[Xorp-hackers] XORP on memory stringent embedded platform

Bruce M Simpson bms@spc.org
Thu, 25 Nov 2004 15:00:41 -0800

On Thu, Nov 25, 2004 at 10:58:28AM -0800, Bruce M Simpson wrote:
> On Thu, Nov 25, 2004 at 10:23:06PM +0800, edrt wrote:
> > I guess the main reason is because XORP is written in C++. Does the big image size
> > related to stl/template ? Is there good ways to reduce XORP image size? 

On FreeBSD 4.10-RELEASE the disk footprint is down to 38MB with shared
libraries. I haven't benchmarked the memory footprint yet, having problems
finding a version of Valgrind for FreeBSD 4.x.

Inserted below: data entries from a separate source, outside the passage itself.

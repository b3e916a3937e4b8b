//! LED bus core: per-chain state, frame pacing and the transmitter seam.
//!
//! A bus is in exactly one of three phases. `Idle` means the wire is
//! quiet and a frame may start once the inter-frame reset gap has
//! elapsed. `Transmitting` carries a deadline by which the frame
//! (including its trailing reset gap) is over; a second sender blocks
//! against it with a coarse sleep and busy-waits the residual, because a
//! WS281x frame boundary tolerates no scheduler jitter. `Stopped` is
//! terminal. Completion is signalled by the transmitter, possibly from
//! interrupt context, so the whole phase machine lives in atomics.

pub mod clock;
pub mod config;
pub mod format;
pub mod transmit;
pub mod udp;

use std::sync::Arc;
use std::sync::Mutex;
use std::sync::atomic::{AtomicU8, AtomicU64, Ordering};
use std::thread;
use std::time::Duration;

use thiserror::Error;
use tracing::{debug, info, trace};

use core_color::{BYTES_PER_LED, LedProfile, LedProfileId};
use core_fs::FileStore;
use core_fs::outcome::Outcome;
use core_pool::MemoryPool;

pub use config::BusConfig;
pub use format::LedBusFormat;
pub use transmit::{CapturedFrame, LoopbackTransmitter, NullTransmitter, Transmitter, TxDone};
pub use udp::{LedBusUdp, MAX_PACKET_LEN, UdpPacket};

pub const MIN_LEDS: usize = 1;
pub const MAX_LEDS: usize = 1000;
pub const MAX_LED_BYTES: usize = MAX_LEDS * BYTES_PER_LED;

pub const MIN_FPS: u32 = 1;
pub const MAX_FPS: u32 = 1000;
pub const DEFAULT_FPS: u32 = 50;

pub const DEFAULT_RESET_TIME_US: u32 = 280;
/// Margin subtracted from pacing deadlines before the busy-wait.
pub const TIMING_DELAY_US: u64 = 20;
/// On-wire time per LED byte.
pub const TX_BYTE_US: u64 = 10;
/// Upper bound on wire time still pending once a frame is fully queued.
pub const TX_FIFO_MAX_US: u64 = 400;

const PHASE_IDLE: u8 = 0;
const PHASE_TRANSMITTING: u8 = 1;
const PHASE_STOPPED: u8 = 2;

#[derive(Debug, Error, PartialEq, Eq)]
pub enum BusError {
    #[error("bus stopped")]
    Stopped,
}

struct ProfileSlot {
    loaded: bool,
    profile: LedProfile,
}

pub struct LedBus {
    name: String,
    fs: Arc<FileStore>,
    config: BusConfig,
    transmitter: Box<dyn Transmitter>,
    udp: LedBusUdp,
    profiles: [Mutex<ProfileSlot>; LedProfileId::ALL.len()],

    phase: AtomicU8,
    /// While transmitting: when the frame plus reset gap is over.
    deadline_us: AtomicU64,
    /// Earliest time the next frame may start (reset gap after finish).
    next_start_us: AtomicU64,
    /// Reset gap snapshot for the in-flight frame, readable from ISR
    /// context where the config lock is off limits.
    pending_reset_us: AtomicU64,
    last_update_us: AtomicU64,
}

impl LedBus {
    pub fn new(
        name: impl Into<String>,
        fs: Arc<FileStore>,
        transmitter: Box<dyn Transmitter>,
        packet_pool: Arc<MemoryPool>,
        default_length: usize,
    ) -> Arc<Self> {
        let name = name.into();
        let config = BusConfig::new(fs.clone(), &name, default_length);
        let udp = LedBusUdp::new(&name, packet_pool);

        Arc::new(Self {
            config,
            udp,
            transmitter,
            profiles: std::array::from_fn(|_| {
                Mutex::new(ProfileSlot {
                    loaded: false,
                    profile: LedProfile::new(),
                })
            }),
            phase: AtomicU8::new(PHASE_IDLE),
            deadline_us: AtomicU64::new(0),
            next_start_us: AtomicU64::new(0),
            pending_reset_us: AtomicU64::new(0),
            last_update_us: AtomicU64::new(0),
            fs,
            name,
        })
    }

    pub fn name(&self) -> &str {
        &self.name
    }

    pub fn config(&self) -> &BusConfig {
        &self.config
    }

    pub fn udp(&self) -> &LedBusUdp {
        &self.udp
    }

    /// Service the UDP listener with the current config.
    pub fn udp_poll(&self) {
        self.udp.poll(self.config.udp_port(), self.config.udp_queue_size());
    }

    pub fn length(&self) -> usize {
        self.config.length()
    }

    pub fn default_fps(&self) -> u32 {
        self.config.default_fps()
    }

    pub fn reset_time_us(&self) -> u32 {
        self.config.reset_time_us()
    }

    /// Wire order for a frame: the bus default xor the caller's flag.
    pub fn reverse_xor(&self, reverse: bool) -> bool {
        self.config.reverse() ^ reverse
    }

    /// Monotonic time the last frame was handed to the transmitter.
    pub fn last_update_us(&self) -> u64 {
        self.last_update_us.load(Ordering::Acquire)
    }

    fn profile_filename(&self, id: LedProfileId) -> String {
        format!("profiles/{}.{}.cbor", self.name, id.name())
    }

    /// Run `f` against a profile, lazily loading it from storage first.
    pub fn with_profile<R>(&self, id: LedProfileId, f: impl FnOnce(&mut LedProfile) -> R) -> R {
        let mut slot = self.profiles[id as usize].lock().expect("profile mutex poisoned");

        if !slot.loaded {
            slot.loaded = true;
            match self.fs.read(&self.profile_filename(id)) {
                Ok(Some(bytes)) => match LedProfile::decode(&bytes) {
                    Ok((profile, outcome)) => {
                        if outcome != Outcome::Ok {
                            debug!(target: "bus", bus = self.name.as_str(), profile = id.name(),
                                ?outcome, "profile file contained invalid entries");
                        }
                        slot.profile = profile;
                    }
                    Err(outcome) => {
                        debug!(target: "bus", bus = self.name.as_str(), profile = id.name(),
                            ?outcome, "profile file unreadable, using defaults");
                    }
                },
                Ok(None) => {}
                Err(e) => {
                    debug!(target: "bus", bus = self.name.as_str(), profile = id.name(),
                        error = %e, "profile read failed");
                }
            }
        }

        f(&mut slot.profile)
    }

    /// Persist a profile.
    pub fn save_profile(&self, id: LedProfileId) -> Outcome {
        let bytes = self.with_profile(id, |profile| profile.encode());
        let filename = self.profile_filename(id);

        info!(target: "bus", bus = self.name.as_str(), file = filename.as_str(), "writing profile");
        match self.fs.write(&filename, &bytes) {
            Ok(()) => Outcome::Ok,
            Err(_) => Outcome::IoError,
        }
    }

    /// Apply a profile to a packed RGB buffer.
    pub fn profile_transform(&self, id: LedProfileId, buf: &mut [u8]) {
        self.with_profile(id, |profile| profile.transform(buf));
    }

    /// Hand a frame to the transmitter, enforcing serialization and the
    /// inter-frame reset gap.
    ///
    /// Blocks while a previous frame is still on the wire (coarse sleep
    /// to just before its deadline, then a busy-wait) and then spins out
    /// the remainder of the reset gap.
    pub fn start_transmission(self: &Arc<Self>, frame: &[u8], reverse: bool) -> Result<(), BusError> {
        loop {
            match self.phase.load(Ordering::Acquire) {
                PHASE_STOPPED => return Err(BusError::Stopped),
                PHASE_TRANSMITTING => {
                    let deadline = self.deadline_us.load(Ordering::Acquire);
                    let now = clock::now_us();
                    if deadline > now + TIMING_DELAY_US {
                        thread::sleep(Duration::from_micros(deadline - now - TIMING_DELAY_US));
                    }
                    while self.phase.load(Ordering::Acquire) == PHASE_TRANSMITTING
                        && clock::now_us() < deadline
                    {
                        std::hint::spin_loop();
                    }
                    // Transmitter overran its deadline: back off until it
                    // signals completion.
                    while self.phase.load(Ordering::Acquire) == PHASE_TRANSMITTING {
                        thread::yield_now();
                    }
                }
                _ => {
                    let start_at = self.next_start_us.load(Ordering::Acquire);
                    while clock::now_us() < start_at {
                        std::hint::spin_loop();
                    }
                    if self
                        .phase
                        .compare_exchange(
                            PHASE_IDLE,
                            PHASE_TRANSMITTING,
                            Ordering::AcqRel,
                            Ordering::Acquire,
                        )
                        .is_ok()
                    {
                        break;
                    }
                }
            }
        }

        let now = clock::now_us();
        let reset = self.config.reset_time_us() as u64;
        let wire = (TX_BYTE_US * frame.len() as u64).min(TX_FIFO_MAX_US);
        self.pending_reset_us.store(reset, Ordering::Release);
        self.deadline_us.store(now + reset + wire + 1, Ordering::Release);
        self.last_update_us.store(now, Ordering::Release);

        trace!(target: "bus", bus = self.name.as_str(), bytes = frame.len(), reverse, "frame start");
        self.transmitter.start(frame, reverse, TxDone {
            bus: Arc::downgrade(self),
        });
        Ok(())
    }

    /// Completion callback from thread context.
    pub fn finish(&self) {
        self.complete();
    }

    /// Completion callback from interrupt-equivalent context. Atomics
    /// only; must never block.
    pub fn finish_isr(&self) {
        self.complete();
    }

    fn complete(&self) {
        let now = clock::now_us();
        let reset = self.pending_reset_us.load(Ordering::Acquire);
        self.next_start_us.store(now + reset, Ordering::Release);
        let _ = self.phase.compare_exchange(
            PHASE_TRANSMITTING,
            PHASE_IDLE,
            Ordering::AcqRel,
            Ordering::Acquire,
        );
    }

    /// Whether a frame is currently on the wire.
    pub fn transmitting(&self) -> bool {
        self.phase.load(Ordering::Acquire) == PHASE_TRANSMITTING
    }

    /// Permanently stop the bus: no further frames are accepted and the
    /// UDP listener shuts down.
    pub fn stop(&self) {
        self.phase.store(PHASE_STOPPED, Ordering::Release);
        self.udp.stop();
        debug!(target: "bus", bus = self.name.as_str(), "stopped");
    }
}

#[cfg(test)]
mod tests {
    use super::*;
    use core_pool::PoolCaps;

    fn bus_fixture(default_length: usize) -> (tempfile::TempDir, Arc<LoopbackTransmitter>, Arc<LedBus>) {
        let dir = tempfile::tempdir().unwrap();
        let fs = Arc::new(FileStore::new(dir.path().join("data")).unwrap());
        let pool = MemoryPool::new(MAX_PACKET_LEN, PoolCaps::SPIRAM);
        pool.resize(4).unwrap();
        let tx = LoopbackTransmitter::new();
        let bus = LedBus::new("strip", fs, Box::new(tx.clone()), pool, default_length);
        (dir, tx, bus)
    }

    #[test]
    fn frames_reach_the_transmitter() {
        let (_dir, tx, bus) = bus_fixture(5);

        bus.start_transmission(&[1, 2, 3], false).unwrap();
        bus.start_transmission(&[4, 5, 6], true).unwrap();

        let frames = tx.frames();
        assert_eq!(frames.len(), 2);
        assert_eq!(frames[0].data, [1, 2, 3]);
        assert!(!frames[0].reverse);
        assert_eq!(frames[1].data, [4, 5, 6]);
        assert!(frames[1].reverse);
    }

    #[test]
    fn consecutive_frames_respect_the_reset_gap() {
        let (_dir, tx, bus) = bus_fixture(5);
        bus.config().set_reset_time_us(50);

        bus.start_transmission(&[0u8; 15], false).unwrap();
        bus.start_transmission(&[0u8; 15], false).unwrap();

        let frames = tx.frames();
        assert_eq!(frames.len(), 2);
        assert!(
            frames[1].start_us - frames[0].start_us >= 50,
            "gap was {}us",
            frames[1].start_us - frames[0].start_us
        );
    }

    #[test]
    fn stopped_bus_rejects_frames() {
        let (_dir, tx, bus) = bus_fixture(5);
        bus.stop();
        assert_eq!(bus.start_transmission(&[1, 2, 3], false), Err(BusError::Stopped));
        assert_eq!(tx.frame_count(), 0);
    }

    #[test]
    fn last_update_advances_per_frame() {
        let (_dir, _tx, bus) = bus_fixture(5);
        assert_eq!(bus.last_update_us(), 0);

        bus.start_transmission(&[1, 2, 3], false).unwrap();
        let first = bus.last_update_us();
        assert!(first > 0);

        bus.start_transmission(&[1, 2, 3], false).unwrap();
        assert!(bus.last_update_us() > first);
    }

    #[test]
    fn reverse_xor_combines_with_bus_default() {
        let (_dir, _tx, bus) = bus_fixture(5);
        assert!(!bus.reverse_xor(false));
        assert!(bus.reverse_xor(true));

        bus.config().set_reverse(true);
        assert!(bus.reverse_xor(false));
        assert!(!bus.reverse_xor(true));
    }

    #[test]
    fn profiles_load_lazily_and_persist() {
        let (_dir, _tx, bus) = bus_fixture(5);

        bus.with_profile(LedProfileId::Custom1, |profile| {
            profile.set(100, [50, 60, 70]);
        });
        assert_eq!(bus.save_profile(LedProfileId::Custom1), Outcome::Ok);

        // A fresh bus over the same store sees the saved profile.
        let fs = Arc::new(FileStore::new(bus.fs.root()).unwrap());
        let pool = MemoryPool::new(MAX_PACKET_LEN, PoolCaps::SPIRAM);
        let tx = LoopbackTransmitter::new();
        let bus2 = LedBus::new("strip", fs, Box::new(tx), pool, 5);
        assert_eq!(
            bus2.with_profile(LedProfileId::Custom1, |p| p.get(100)),
            Some([50, 60, 70])
        );
        assert_eq!(bus2.with_profile(LedProfileId::Normal, |p| p.indexes()), vec![0]);
    }

    #[test]
    fn identity_profile_transform_is_a_no_op() {
        let (_dir, _tx, bus) = bus_fixture(5);
        let mut buf = [1, 2, 3, 0, 0, 0];
        bus.profile_transform(LedProfileId::Normal, &mut buf);
        assert_eq!(buf, [1, 2, 3, 0, 0, 0]);
    }
}
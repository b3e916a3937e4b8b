use core_color::{HUE_RANGE, MAX_SATURATION, MAX_VALUE, exp_hsv_to_rgb, hsv_to_rgb, rgb_to_hsv};
use criterion::{Criterion, black_box, criterion_group, criterion_main};

fn bench_hsv_to_rgb(c: &mut Criterion) {
    c.bench_function("hsv_to_rgb_sweep", |b| {
        b.iter(|| {
            let mut acc = 0u32;
            for hue in (0..HUE_RANGE).step_by(3) {
                let rgb = hsv_to_rgb(black_box(hue), MAX_SATURATION, MAX_VALUE);
                acc = acc.wrapping_add(rgb[0] as u32);
            }
            acc
        })
    });

    c.bench_function("exp_hsv_to_rgb_sweep", |b| {
        b.iter(|| {
            let mut acc = 0u32;
            for hue in (0..HUE_RANGE).step_by(3) {
                let rgb = exp_hsv_to_rgb(black_box(hue), MAX_SATURATION, MAX_VALUE);
                acc = acc.wrapping_add(rgb[1] as u32);
            }
            acc
        })
    });

    c.bench_function("rgb_to_hsv_sweep", |b| {
        b.iter(|| {
            let mut acc = 0i32;
            for r in (0..=255u16).step_by(5) {
                let hsv = rgb_to_hsv(black_box(r as u8), 128, 7);
                acc = acc.wrapping_add(hsv[0]);
            }
            acc
        })
    });
}

criterion_group!(benches, bench_hsv_to_rgb);
criterion_main!(benches);
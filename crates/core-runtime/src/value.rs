//! Heterogeneous values crossing the script boundary.

use crate::ScriptError;

/// A single value produced by a script: an int, a float, or a short
/// sequence of either (`[h]`, `[h, v]`, `[h, s, v]` for HSV, `[r, g, b]`
/// for RGB).
#[derive(Debug, Clone, PartialEq)]
pub enum ScriptValue {
    Int(i64),
    Float(f64),
    Tuple(Vec<ScriptValue>),
}

impl ScriptValue {
    /// Integer contents; floats are *not* coerced, matching the
    /// boundary's strictness for RGB components.
    pub fn as_int(&self) -> Result<i64, ScriptError> {
        match self {
            ScriptValue::Int(v) => Ok(*v),
            ScriptValue::Float(_) => Err(ScriptError::Type("can't convert float to int".into())),
            ScriptValue::Tuple(_) => Err(ScriptError::Type("can't convert sequence to int".into())),
        }
    }
}

impl From<i64> for ScriptValue {
    fn from(v: i64) -> Self {
        ScriptValue::Int(v)
    }
}

impl From<f64> for ScriptValue {
    fn from(v: f64) -> Self {
        ScriptValue::Float(v)
    }
}

impl From<(i64, i64, i64)> for ScriptValue {
    fn from((a, b, c): (i64, i64, i64)) -> Self {
        ScriptValue::Tuple(vec![ScriptValue::Int(a), ScriptValue::Int(b), ScriptValue::Int(c)])
    }
}

/// The value shapes `output_*` accepts.
///
/// Typed arrays restrict which output kinds they may feed: byte arrays
/// and packed-int arrays are RGB-only, hue arrays are HSV-only. Object
/// sequences carry [`ScriptValue`]s; iterators are consumed lazily and
/// support the tail-filling generator-reverse mode.
pub enum OutputValues {
    Bytes(Vec<u8>),
    HuesU16(Vec<u16>),
    HuesI16(Vec<i16>),
    HuesF32(Vec<f32>),
    PackedU32(Vec<u32>),
    PackedI32(Vec<i32>),
    Sequence(Vec<ScriptValue>),
    Iterator(Box<dyn Iterator<Item = ScriptValue> + Send>),
}

impl OutputValues {
    /// Element count, where one is knowable without consuming.
    pub fn len(&self) -> Option<usize> {
        match self {
            OutputValues::Bytes(v) => Some(v.len()),
            OutputValues::HuesU16(v) => Some(v.len()),
            OutputValues::HuesI16(v) => Some(v.len()),
            OutputValues::HuesF32(v) => Some(v.len()),
            OutputValues::PackedU32(v) => Some(v.len()),
            OutputValues::PackedI32(v) => Some(v.len()),
            OutputValues::Sequence(v) => Some(v.len()),
            OutputValues::Iterator(_) => None,
        }
    }

    pub fn is_empty(&self) -> bool {
        self.len() == Some(0)
    }
}

impl std::fmt::Debug for OutputValues {
    fn fmt(&self, f: &mut std::fmt::Formatter<'_>) -> std::fmt::Result {
        match self {
            OutputValues::Bytes(v) => f.debug_tuple("Bytes").field(&v.len()).finish(),
            OutputValues::HuesU16(v) => f.debug_tuple("HuesU16").field(&v.len()).finish(),
            OutputValues::HuesI16(v) => f.debug_tuple("HuesI16").field(&v.len()).finish(),
            OutputValues::HuesF32(v) => f.debug_tuple("HuesF32").field(&v.len()).finish(),
            OutputValues::PackedU32(v) => f.debug_tuple("PackedU32").field(&v.len()).finish(),
            OutputValues::PackedI32(v) => f.debug_tuple("PackedI32").field(&v.len()).finish(),
            OutputValues::Sequence(v) => f.debug_tuple("Sequence").field(&v.len()).finish(),
            OutputValues::Iterator(_) => f.write_str("Iterator"),
        }
    }
}
//! CBOR persistence for operator values.
//!
//! Only operator values are stored; defaults are re-declared by the
//! script on every run. Each entry is `key => [type_tag, payload]`.
//! Session-only property types (float, profile) have no tag and are not
//! written. Loading is tolerant: unknown tags and out-of-range elements
//! are skipped if well-formed, a full budget truncates, and anything
//! malformed resets the whole config and reports a parse error.

use std::collections::BTreeSet;

use minicbor::data::Type;
use minicbor::{Decoder, Encoder};
use tracing::debug;

use core_fs::cbor;
use core_fs::outcome::Outcome;

use crate::{MAX_VALUES_SIZE, Property, PropertyType, ScriptConfig, Slot, allowed_key};

impl ScriptConfig {
    /// Number of entries [`ScriptConfig::save`] will write.
    pub fn persisted_len(&self) -> u64 {
        self.properties
            .values()
            .filter(|p| p.slot.has_value() && p.slot.property_type().persist_tag().is_some())
            .count() as u64
    }

    /// Write the config map into `enc` (a definite-length map).
    pub fn save(&self, enc: &mut Encoder<&mut Vec<u8>>) {
        enc.map(self.persisted_len()).expect("vec write is infallible");

        for (key, property) in &self.properties {
            if !property.slot.has_value() {
                continue;
            }
            let Some(tag) = property.slot.property_type().persist_tag() else {
                continue;
            };

            enc.str(key)
                .and_then(|e| e.array(2))
                .and_then(|e| e.str(tag))
                .expect("vec write is infallible");

            match &property.slot {
                Slot::Bool(s) => {
                    enc.bool(s.value.expect("has_value checked")).expect("vec write is infallible");
                }
                Slot::S32(s) => {
                    enc.i32(s.value.expect("has_value checked")).expect("vec write is infallible");
                }
                Slot::Rgb(s) => {
                    enc.u32(s.value.expect("has_value checked") as u32 & 0xff_ff_ff)
                        .expect("vec write is infallible");
                }
                Slot::ListU16(c) => {
                    enc.array(c.values.len() as u64).expect("vec write is infallible");
                    for v in &c.values {
                        enc.u16(*v).expect("vec write is infallible");
                    }
                }
                Slot::ListS32(c) => {
                    enc.array(c.values.len() as u64).expect("vec write is infallible");
                    for v in &c.values {
                        enc.i32(*v).expect("vec write is infallible");
                    }
                }
                Slot::ListRgb(c) => {
                    enc.array(c.values.len() as u64).expect("vec write is infallible");
                    for v in &c.values {
                        enc.u32(*v as u32 & 0xff_ff_ff).expect("vec write is infallible");
                    }
                }
                Slot::SetU16(c) => {
                    enc.array(c.values.len() as u64).expect("vec write is infallible");
                    for v in &c.values {
                        enc.u16(*v).expect("vec write is infallible");
                    }
                }
                Slot::SetS32(c) => {
                    enc.array(c.values.len() as u64).expect("vec write is infallible");
                    for v in &c.values {
                        enc.i32(*v).expect("vec write is infallible");
                    }
                }
                Slot::SetRgb(c) => {
                    enc.array(c.values.len() as u64).expect("vec write is infallible");
                    for v in &c.values {
                        enc.u32(*v as u32 & 0xff_ff_ff).expect("vec write is infallible");
                    }
                }
                Slot::Float(_) | Slot::Profile(_) => unreachable!("session-only types have no tag"),
            }
        }
    }

    /// Replace the config with the map at `dec`.
    ///
    /// The config is reset first; on a parse error it is reset again so a
    /// corrupt file never leaves partial state behind.
    pub fn load(&mut self, dec: &mut Decoder<'_>) -> Outcome {
        self.clear();

        match self.load_inner(dec) {
            Ok(worst) => worst,
            Err(outcome) => {
                self.clear();
                outcome
            }
        }
    }

    fn load_inner(&mut self, dec: &mut Decoder<'_>) -> Result<Outcome, Outcome> {
        let entries = cbor::expect_definite_map(dec)?;
        let mut worst = Outcome::Ok;

        for _ in 0..entries {
            let key = cbor::read_text(dec)?;

            if !matches!(dec.datatype(), Ok(Type::Array)) {
                cbor::skip_well_formed(dec)?;
                worst.combine(Outcome::NotFound);
                continue;
            }

            let pair_len = cbor::expect_definite_array(dec)?;
            if pair_len != 2 {
                for _ in 0..pair_len {
                    cbor::skip_well_formed(dec)?;
                }
                worst.combine(Outcome::NotFound);
                continue;
            }

            let tag = cbor::read_text(dec)?;
            let property_type = PropertyType::from_tag(&tag).filter(|t| t.persist_tag().is_some());

            let (Some(property_type), true) = (property_type, allowed_key(&key)) else {
                cbor::skip_well_formed(dec)?;
                debug!(target: "config", key = key.as_str(), tag = tag.as_str(), "skipping unknown config entry");
                worst.combine(Outcome::NotFound);
                continue;
            };

            let budget = MAX_VALUES_SIZE.saturating_sub(self.values_size());
            let slot = load_slot(dec, property_type, budget, &mut worst)?;

            if slot.has_value() {
                self.properties.insert(
                    key,
                    Property {
                        registered: false,
                        slot,
                    },
                );
            }
        }

        Ok(worst)
    }
}

fn load_slot(
    dec: &mut Decoder<'_>,
    property_type: PropertyType,
    budget_bytes: usize,
    worst: &mut Outcome,
) -> Result<Slot, Outcome> {
    let mut slot = Slot::new(property_type);

    match &mut slot {
        Slot::Bool(s) => {
            s.value = Some(dec.bool().map_err(|_| Outcome::ParseError)?);
        }
        Slot::S32(s) => {
            let v = dec.i64().map_err(|_| Outcome::ParseError)?;
            if (i32::MIN as i64..=i32::MAX as i64).contains(&v) {
                s.value = Some(v as i32);
            } else {
                worst.combine(Outcome::OutOfRange);
            }
        }
        Slot::Rgb(s) => {
            let v = dec.i64().map_err(|_| Outcome::ParseError)?;
            if (0..=0xff_ff_ff).contains(&v) {
                s.value = Some(v as i32);
            } else {
                worst.combine(Outcome::OutOfRange);
            }
        }
        Slot::ListU16(c) => {
            load_elements(dec, &mut c.values, budget_bytes / size_of::<u16>(), worst, |v| {
                (0..=u16::MAX as i64).contains(&v).then_some(v as u16)
            })?;
        }
        Slot::ListS32(c) => {
            load_elements(dec, &mut c.values, budget_bytes / size_of::<i32>(), worst, |v| {
                (i32::MIN as i64..=i32::MAX as i64).contains(&v).then_some(v as i32)
            })?;
        }
        Slot::ListRgb(c) => {
            load_elements(dec, &mut c.values, budget_bytes / size_of::<i32>(), worst, |v| {
                (0..=0xff_ff_ff).contains(&v).then_some(v as i32)
            })?;
        }
        Slot::SetU16(c) => {
            load_set_elements(dec, &mut c.values, budget_bytes / size_of::<u16>(), worst, |v| {
                (0..=u16::MAX as i64).contains(&v).then_some(v as u16)
            })?;
        }
        Slot::SetS32(c) => {
            load_set_elements(dec, &mut c.values, budget_bytes / size_of::<i32>(), worst, |v| {
                (i32::MIN as i64..=i32::MAX as i64).contains(&v).then_some(v as i32)
            })?;
        }
        Slot::SetRgb(c) => {
            load_set_elements(dec, &mut c.values, budget_bytes / size_of::<i32>(), worst, |v| {
                (0..=0xff_ff_ff).contains(&v).then_some(v as i32)
            })?;
        }
        Slot::Float(_) | Slot::Profile(_) => unreachable!("filtered before loading"),
    }

    Ok(slot)
}

fn load_elements<T>(
    dec: &mut Decoder<'_>,
    out: &mut Vec<T>,
    budget_elements: usize,
    worst: &mut Outcome,
    convert: impl Fn(i64) -> Option<T>,
) -> Result<(), Outcome> {
    let len = cbor::expect_definite_array(dec)?;

    for _ in 0..len {
        let v = dec.i64().map_err(|_| Outcome::ParseError)?;
        match convert(v) {
            Some(element) if out.len() < budget_elements => out.push(element),
            Some(_) => {
                worst.combine(Outcome::Full);
            }
            None => {
                worst.combine(Outcome::OutOfRange);
            }
        }
    }

    Ok(())
}

fn load_set_elements<T: Ord>(
    dec: &mut Decoder<'_>,
    out: &mut BTreeSet<T>,
    budget_elements: usize,
    worst: &mut Outcome,
    convert: impl Fn(i64) -> Option<T>,
) -> Result<(), Outcome> {
    let len = cbor::expect_definite_array(dec)?;

    for _ in 0..len {
        let v = dec.i64().map_err(|_| Outcome::ParseError)?;
        match convert(v) {
            Some(element) if out.len() < budget_elements => {
                out.insert(element);
            }
            Some(_) => {
                worst.combine(Outcome::Full);
            }
            None => {
                worst.combine(Outcome::OutOfRange);
            }
        }
    }

    Ok(())
}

FreeBSD's top(1) doesn't have a 'shared' column like Linux's (and such a
column is dubious at best).

It is possible to get something of a feel for how much of the resident
set size is made up by shared pages by inspecting the process map (using
procfs directly, and/or procmap from ports). e.g.

List all XORP PIDs:
	ps auxww | grep xorp | awk '{print $2}'
Determine shared library code pages resident per vm_map_entry:
	procmap <pid> | grep 'r-x' | awk '{print $3}'

then total the returned figures to get an idea of each XORP process's
resident shared library page use.

I'm making inquiries about a tool which might do this better. The problem
is that it's quite invasive - for starters it requires that you know how
the FreeBSD VM is organised. Then you need to be able to look at the
process's vm_map, make a pass over every vm_map_entry and note what the
backing object is. Then pool stats per backing object. In the case of a
shared library this is always a vnode.

This would give us some idea of the reduced in-core size we get from
using shared libraries.

Hopefully this stuff should be in CVS soon.